#### Listed records ####

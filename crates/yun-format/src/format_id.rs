//! 容器格式标识符.

use std::fmt;

/// 容器格式标识符
#[derive(Debug, Clone, Copy, PartialEq, Eq, Hash)]
#[non_exhaustive]
pub enum FormatId {
    /// MPEG Transport Stream
    MpegTs,
    /// 原始基本流记录 (每个文件一条流)
    YunRaw,
}

impl FormatId {
    /// 所有内置格式
    pub const ALL: &'static [FormatId] = &[FormatId::MpegTs, FormatId::YunRaw];

    /// 格式短名称, 即调用方传入的格式名
    pub const fn name(&self) -> &'static str {
        match self {
            Self::MpegTs => "mpegts",
            Self::YunRaw => "yunraw",
        }
    }

    /// 常见文件扩展名
    pub const fn extensions(&self) -> &'static [&'static str] {
        match self {
            Self::MpegTs => &["ts", "m2ts", "mts"],
            Self::YunRaw => &["yraw"],
        }
    }

    /// 是否携带连续性计数器状态
    pub const fn has_continuity(&self) -> bool {
        matches!(self, Self::MpegTs)
    }

    /// 按短名称查找
    pub fn from_name(name: &str) -> Option<FormatId> {
        Self::ALL.iter().copied().find(|f| f.name() == name)
    }

    /// 按扩展名查找 (不区分大小写)
    pub fn from_extension(ext: &str) -> Option<FormatId> {
        let ext = ext.to_ascii_lowercase();
        Self::ALL
            .iter()
            .copied()
            .find(|f| f.extensions().contains(&ext.as_str()))
    }

    /// 按文件名的扩展名查找
    pub fn from_filename(filename: &str) -> Option<FormatId> {
        let (_, ext) = filename.rsplit_once('.')?;
        Self::from_extension(ext)
    }
}

impl fmt::Display for FormatId {
    fn fmt(&self, f: &mut fmt::Formatter<'_>) -> fmt::Result {
        write!(f, "{}", self.name())
    }
}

####

## Task instructions
For the word "filename", find every line in the data that holds it and copy that line.

## Answer box
filename crates/yun-format/src/format_id.rs
    pub fn from_filename(filename: &str) -> Option<FormatId> {
        let (_, ext) = filename.rsplit_once('.')?;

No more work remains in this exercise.